▸ Problem
Return exactly the lines of the records below, starting at the line that contains "env_check::ensure_environment(require_root).await?;" and ending at the line that contains "settings, args.all, options);", with both of those lines kept.

[Stored items]
• • • • •

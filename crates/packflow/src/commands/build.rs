use crate::docker;
use crate::env_check;
use colored::Colorize;
use packflow_build::version::validate_version;
use packflow_build::{BuildOrchestrator, BuildProgress, ImageOptions, RunContext, RunReport};
use packflow_config::{ApplicationSettings, ConfigStore};
use std::collections::HashMap;
use std::sync::Arc;

pub struct BuildArgs {
    pub all: bool,
    pub images: Vec<String>,
    pub release: Vec<String>,
    pub delete: Vec<String>,
    pub pack_volumes: Vec<String>,
    pub set_version: Vec<(String, String)>,
    pub json: bool,
}

/// `NAME=VERSION` 形式の引数を解析
pub fn parse_version_override(value: &str) -> Result<(String, String), String> {
    let (name, version) = value
        .split_once('=')
        .ok_or_else(|| format!("'{}' は NAME=VERSION の形式ではありません", value))?;
    let (name, version) = (name.trim(), version.trim());

    if name.is_empty() {
        return Err(format!("'{}' にイメージ名がありません", value));
    }
    validate_version(version).map_err(|e| e.to_string())?;

    Ok((name.to_string(), version.to_string()))
}

/// 引数からイメージごとのオプションを組み立てる
///
/// `--release` はそのイメージのビルドも含む。未知のイメージ名はエラー。
pub fn collect_options(
    settings: &ApplicationSettings,
    args: &BuildArgs,
) -> anyhow::Result<HashMap<String, ImageOptions>> {
    let mut options: HashMap<String, ImageOptions> = HashMap::new();

    for name in &args.images {
        entry(&mut options, settings, name)?.build = true;
    }
    for name in &args.release {
        let opts = entry(&mut options, settings, name)?;
        opts.build = true;
        opts.release = true;
    }
    for name in &args.delete {
        entry(&mut options, settings, name)?.delete = true;
    }
    for name in &args.pack_volumes {
        entry(&mut options, settings, name)?.pack_volumes = true;
    }
    for (name, version) in &args.set_version {
        entry(&mut options, settings, name)?.version = Some(version.clone());
    }

    Ok(options)
}

fn entry<'a>(
    options: &'a mut HashMap<String, ImageOptions>,
    settings: &ApplicationSettings,
    name: &str,
) -> anyhow::Result<&'a mut ImageOptions> {
    if settings.find_image(name).is_none() {
        anyhow::bail!("イメージ '{}' が見つかりません", name);
    }
    Ok(options.entry(name.to_string()).or_default())
}

/// ビルドコマンドを処理
pub async fn handle(
    store: ConfigStore,
    settings: &ApplicationSettings,
    args: BuildArgs,
    require_root: bool,
) -> anyhow::Result<()> {
    let options = collect_options(settings, &args)?;
    if !args.all && options.is_empty() {
        anyhow::bail!("対象がありません。--all または -i <NAME> を指定してください");
    }

    env_check::ensure_environment(require_root).await?;

    println!("{}", "イメージをビルド中...".blue());
    let mut names: Vec<&String> = options.keys().collect();
    names.sort();
    if args.all {
        println!("  対象: {}", "全イメージ".cyan());
    } else {
        for name in names {
            println!("  {} {}", "•".cyan(), name);
        }
    }

    let engine = Arc::new(docker::init_engine_with_error_handling().await?);
    let context = RunContext::from_settings(&store, settings, args.all, options);
    tracing::debug!("Output directory: {}", context.output_dir().display());

    let progress = BuildProgress::new();
    let report = BuildOrchestrator::new(engine, store, context)
        .spawn()
        .wait_with(&progress)
        .await?;

    print_summary(&report);

    if args.json {
        println!("{}", serde_json::to_string_pretty(&report)?);
    }

    Ok(())
}

fn print_summary(report: &RunReport) {
    println!();
    for archive in &report.archives {
        println!("  {} {}", "✓".green(), archive.display());
    }

    if report.is_success() {
        println!("{}", "✓ すべてのパッケージを作成しました".green().bold());
        return;
    }

    println!();
    println!(
        "{}",
        format!("✗ {} 件の失敗がありました", report.failures.len())
            .red()
            .bold()
    );
    for failure in &report.failures {
        println!("  • {}", failure);
    }
}
pub mod error;
pub mod model;
pub mod store;

pub use error::*;
pub use model::*;
pub use store::ConfigStore;

use std::path::PathBuf;

/// 設定ファイルのパスを直接指定する環境変数
pub const CONFIG_PATH_ENV: &str = "PACKFLOW_CONFIG_PATH";

const CONFIG_FILE_NAME: &str = "config.json";

/// packflowのグローバル設定ディレクトリを取得
pub fn get_config_dir() -> Result<PathBuf> {
    let config_dir = dirs::config_dir()
        .ok_or(ConfigError::ConfigFileNotFound)?
        .join("packflow");

    Ok(config_dir)
}

/// 設定ファイルを探す
///
/// 以下の優先順位で検索:
/// 1. 環境変数 PACKFLOW_CONFIG_PATH (直接パス指定)
/// 2. カレントディレクトリ: config.json
/// 3. ./.packflow/ ディレクトリ内: config.json
/// 4. ~/.config/packflow/config.json (グローバル設定)
pub fn find_config_file() -> Result<PathBuf> {
    // 1. 環境変数で直接指定
    if let Ok(config_path) = std::env::var(CONFIG_PATH_ENV) {
        let path = PathBuf::from(config_path);
        if path.exists() {
            return Ok(path);
        }
        tracing::warn!(
            "{} points to a missing file: {}",
            CONFIG_PATH_ENV,
            path.display()
        );
    }

    let current_dir = std::env::current_dir()?;

    // 2. カレントディレクトリ
    let path = current_dir.join(CONFIG_FILE_NAME);
    if path.exists() {
        return Ok(path);
    }

    // 3. ./.packflow/
    let path = current_dir.join(".packflow").join(CONFIG_FILE_NAME);
    if path.exists() {
        return Ok(path);
    }

    // 4. グローバル設定
    if let Some(config_dir) = dirs::config_dir() {
        let global_config = config_dir.join("packflow").join(CONFIG_FILE_NAME);
        if global_config.exists() {
            return Ok(global_config);
        }
    }

    Err(ConfigError::ConfigFileNotFound)
}
//! Tile mesh generation.
//!
//! ```text
//! density field ──> DensityGrid ──> surface nets ──> clip to [-1,1]^3 ──> unwrap
//!                   (apron incl.)    (quads split,     (fan 1-in/2-out,   (one chart per
//!                                     face normals)     2-in/1-out)        triangle, packed)
//! ```
//!
//! All geometry is in tile-local space, where the tile occupies `[-1, 1]^3`.
//! An empty result at any stage means the tile holds no surface.

pub mod clip;
pub mod sampling;
pub mod surface_nets;
pub mod unwrap;

use glam::Vec3;

use crate::config::MeshSettings;
use crate::density::DensityField;
use crate::tile::TilePosition;

pub use clip::clip_to_unit_cube;
pub use sampling::{sample_tile, DensityGrid};
pub use unwrap::{unwrap_charts, Atlas};

/// Output vertex with all mesh attributes.
#[repr(C)]
#[derive(Clone, Copy, Debug, PartialEq)]
pub struct TileVertex {
  /// Tile-local position in `[-1, 1]^3`.
  pub position: [f32; 3],
  /// Surface normal (unit vector).
  pub normal: [f32; 3],
  /// Atlas coordinate in `[0, 1]^2`.
  pub uv: [f32; 2],
}

impl Default for TileVertex {
  fn default() -> Self {
    Self {
      position: [0.0; 3],
      normal: [0.0, 1.0, 0.0],
      uv: [0.0; 2],
    }
  }
}

impl TileVertex {
  pub fn new(position: Vec3, normal: Vec3) -> Self {
    Self {
      position: position.to_array(),
      normal: normal.to_array(),
      uv: [0.0; 2],
    }
  }

  #[inline]
  pub fn pos(&self) -> Vec3 {
    Vec3::from_array(self.position)
  }

  #[inline]
  pub fn norm(&self) -> Vec3 {
    Vec3::from_array(self.normal)
  }
}

/// Axis-aligned bounding box in tile-local space.
#[derive(Clone, Copy, Debug, PartialEq)]
pub struct MinMaxAABB {
  pub min: Vec3,
  pub max: Vec3,
}

impl MinMaxAABB {
  /// Create AABB with inverted extents (ready for encapsulation).
  pub fn empty() -> Self {
    Self {
      min: Vec3::INFINITY,
      max: Vec3::NEG_INFINITY,
    }
  }

  pub fn new(min: Vec3, max: Vec3) -> Self {
    Self { min, max }
  }

  /// Expand AABB to include a point.
  #[inline]
  pub fn encapsulate(&mut self, point: Vec3) {
    self.min = self.min.min(point);
    self.max = self.max.max(point);
  }

  /// Check if AABB is valid (min <= max on all axes).
  pub fn is_valid(&self) -> bool {
    self.min.cmple(self.max).all()
  }

  #[inline]
  pub fn center(&self) -> Vec3 {
    (self.min + self.max) * 0.5
  }

  /// Index of the longest axis.
  pub fn longest_axis(&self) -> usize {
    let size = self.max - self.min;
    if size.x >= size.y && size.x >= size.z {
      0
    } else if size.y >= size.z {
      1
    } else {
      2
    }
  }

  /// Slab test for `origin + t * dir` with `t` in `[0, t_max]`; returns the entry `t`.
  #[inline]
  pub fn ray_entry(&self, origin: Vec3, inv_dir: Vec3, t_max: f32) -> Option<f32> {
    let t0 = (self.min - origin) * inv_dir;
    let t1 = (self.max - origin) * inv_dir;
    let near = t0.min(t1).max_element().max(0.0);
    let far = t0.max(t1).min_element().min(t_max);
    (near <= far).then_some(near)
  }
}

impl Default for MinMaxAABB {
  fn default() -> Self {
    Self::empty()
  }
}

/// Indexed triangle mesh in tile-local space.
#[derive(Clone, Debug, Default, PartialEq)]
pub struct TileMesh {
  pub vertices: Vec<TileVertex>,
  /// Triangle indices (3 indices per triangle, counter-clockwise front faces).
  pub indices: Vec<u32>,
  /// Bounding box encompassing all vertices.
  pub bounds: MinMaxAABB,
}

impl TileMesh {
  pub fn new() -> Self {
    Self::default()
  }

  /// Returns true if no geometry was generated.
  pub fn is_empty(&self) -> bool {
    self.indices.is_empty()
  }

  /// Number of triangles in the mesh.
  pub fn triangle_count(&self) -> usize {
    self.indices.len() / 3
  }

  /// Vertex positions of triangle `t`.
  #[inline]
  pub fn triangle(&self, t: usize) -> [Vec3; 3] {
    let i = &self.indices[t * 3..t * 3 + 3];
    [
      self.vertices[i[0] as usize].pos(),
      self.vertices[i[1] as usize].pos(),
      self.vertices[i[2] as usize].pos(),
    ]
  }

  /// Recompute bounds from vertex positions.
  pub fn recalculate_bounds(&mut self) {
    self.bounds = MinMaxAABB::empty();
    for v in &self.vertices {
      self.bounds.encapsulate(v.pos());
    }
  }

  /// Approximate CPU/GPU footprint: vertices + indices.
  pub fn memory_bytes(&self) -> usize {
    self.vertices.len() * std::mem::size_of::<TileVertex>() + self.indices.len() * 4
  }
}

/// Full mesh pipeline for one tile.
///
/// Returns `None` when the tile holds no surface, either because the field has
/// no sign change near the tile or because all geometry fell outside the tile.
#[cfg_attr(feature = "tracing-spans", tracing::instrument(skip_all, name = "mesh::generate"))]
pub fn generate_mesh<D: DensityField + ?Sized>(
  tile: &TilePosition,
  field: &D,
  settings: &MeshSettings,
) -> Option<(TileMesh, Atlas)> {
  let grid = sample_tile(tile, field, settings);
  if !grid.has_sign_change() {
    return None;
  }

  let raw = surface_nets::extract(&grid);
  if raw.is_empty() {
    return None;
  }

  let clipped = clip_to_unit_cube(&raw);
  if clipped.is_empty() {
    return None;
  }

  Some(unwrap_charts(&clipped, tile.radius as f32, settings))
}

#[cfg(test)]
#[path = "mod_test.rs"]
mod mod_test;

• • • • •

▸ Answer section
    env_check::ensure_environment(require_root).await?;

    println!("{}", "イメージをビルド中...".blue());
    let mut names: Vec<&String> = options.keys().collect();
    names.sort();
    if args.all {
        println!("  対象: {}", "全イメージ".cyan());
    } else {
        for name in names {
            println!("  {} {}", "•".cyan(), name);
        }
    }

    let engine = Arc::new(docker::init_engine_with_error_handling().await?);
    let context = RunContext::from_settings(&store, settings, args.all, options);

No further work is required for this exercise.